Complete source code download: https://github.com/simonliu009/STM32CubeMX-hardware-I2C-AT24C02
There is a saying that has been circulating on the Internet for a long time, that is, the I2C of STM has bugs and is not easy to use. Indeed, many people have encountered various problems in practical applications, so most of them are using software to simulate IIC.
With STM32CubeMX, we can try to use hardware I2C. There can be no mistake in the official optimization, right? (In fact, there is still a small bug, but it can be corrected).

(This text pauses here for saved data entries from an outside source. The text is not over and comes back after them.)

//! Database schema migrations.
//!
//! Applies the catalog schema (menu items, art, workshops) and the canned
//! knowledge base with its FTS5 index.

use rusqlite::Connection;
use tracing::info;

use barista_core::error::BaristaError;

/// Run all pending database migrations.
pub fn run_migrations(conn: &Connection) -> Result<(), BaristaError> {
    conn.execute_batch(
        "CREATE TABLE IF NOT EXISTS schema_migrations (
            version     INTEGER PRIMARY KEY NOT NULL,
            name        TEXT NOT NULL,
            applied_at  INTEGER NOT NULL DEFAULT (strftime('%s', 'now'))
        );",
    )
    .map_err(|e| BaristaError::Storage(format!("Failed to create migrations table: {}", e)))?;

    let current_version: i64 = conn
        .query_row(
            "SELECT COALESCE(MAX(version), 0) FROM schema_migrations",
            [],
            |row| row.get(0),
        )
        .map_err(|e| BaristaError::Storage(format!("Failed to query migration version: {}", e)))?;

    if current_version < 1 {
        apply_v1(conn)?;
        info!("Applied migration v1: catalog_schema");
    }

    Ok(())
}

/// Version 1: catalog and knowledge base.
fn apply_v1(conn: &Connection) -> Result<(), BaristaError> {
    conn.execute_batch(
        "
        CREATE TABLE IF NOT EXISTS menu_items (
            id              INTEGER PRIMARY KEY AUTOINCREMENT,
            name            TEXT NOT NULL,
            category        TEXT NOT NULL,
            price           REAL NOT NULL CHECK (price >= 0),
            caffeine_level  TEXT NOT NULL DEFAULT 'none'
                            CHECK (caffeine_level IN
                                ('none', 'low', 'medium', 'high', 'very_high', 'extreme')),
            -- JSON array of lowercase tags, display order preserved.
            tags            TEXT NOT NULL DEFAULT '[]'
        );

        CREATE INDEX IF NOT EXISTS idx_menu_items_price
            ON menu_items (price);

        CREATE INDEX IF NOT EXISTS idx_menu_items_caffeine
            ON menu_items (caffeine_level);

        CREATE TABLE IF NOT EXISTS art_items (
            id          INTEGER PRIMARY KEY AUTOINCREMENT,
            title       TEXT NOT NULL,
            artist      TEXT NOT NULL,
            price       REAL NOT NULL CHECK (price >= 0),
            available   INTEGER NOT NULL DEFAULT 1
        );

        CREATE TABLE IF NOT EXISTS workshops (
            id          INTEGER PRIMARY KEY AUTOINCREMENT,
            title       TEXT NOT NULL,
            starts_at   TEXT NOT NULL,
            seats       INTEGER NOT NULL CHECK (seats >= 0),
            booked      INTEGER NOT NULL DEFAULT 0 CHECK (booked >= 0),
            price       REAL NOT NULL CHECK (price >= 0)
        );

        CREATE INDEX IF NOT EXISTS idx_workshops_starts_at
            ON workshops (starts_at ASC);

        CREATE TABLE IF NOT EXISTS knowledge_entries (
            id          INTEGER PRIMARY KEY AUTOINCREMENT,
            question    TEXT NOT NULL,
            answer      TEXT NOT NULL
        );

        -- External-content index; populated by an explicit rebuild.
        CREATE VIRTUAL TABLE IF NOT EXISTS knowledge_fts USING fts5(
            question,
            answer,
            content = 'knowledge_entries',
            content_rowid = 'id',
            tokenize = 'porter unicode61'
        );

        INSERT INTO schema_migrations (version, name) VALUES (1, 'catalog_schema');
        ",
    )
    .map_err(|e| BaristaError::Storage(format!("Migration v1 failed: {}", e)))?;
    Ok(())
}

The goal of this article is to use the hardware I2C of STM32CubeMX to perform complete read and write operations on the AT24C02 EEPROM on the Kylin base.
Software version:
STM32CubeMX V4.25.0
System Workbench V2.4
Firmware library version:
STM32Cube FW_F1 V1.6.1
STM32Cube FW_F1 V1.6.1
Hardware: OneNet Unicorn V2.3
Create a new project in STM32CubeMX and select the correct MCU model (or save the old project as well).
First set RCC and SYS, as shown below
Then set the clock according to the actual situation of the board (the external crystal oscillator of Kirin is 12M, and the highest frequency of STM32F103x is 72M), as shown below
To set I2C2, the AT24C02 of Unicorn V2.3 is connected to I2C2, the setting of I2C does not need to be changed, just use the default value.
Open the serial port USART1, and the serial port settings do not need to be modified. The default baud rate is 115200.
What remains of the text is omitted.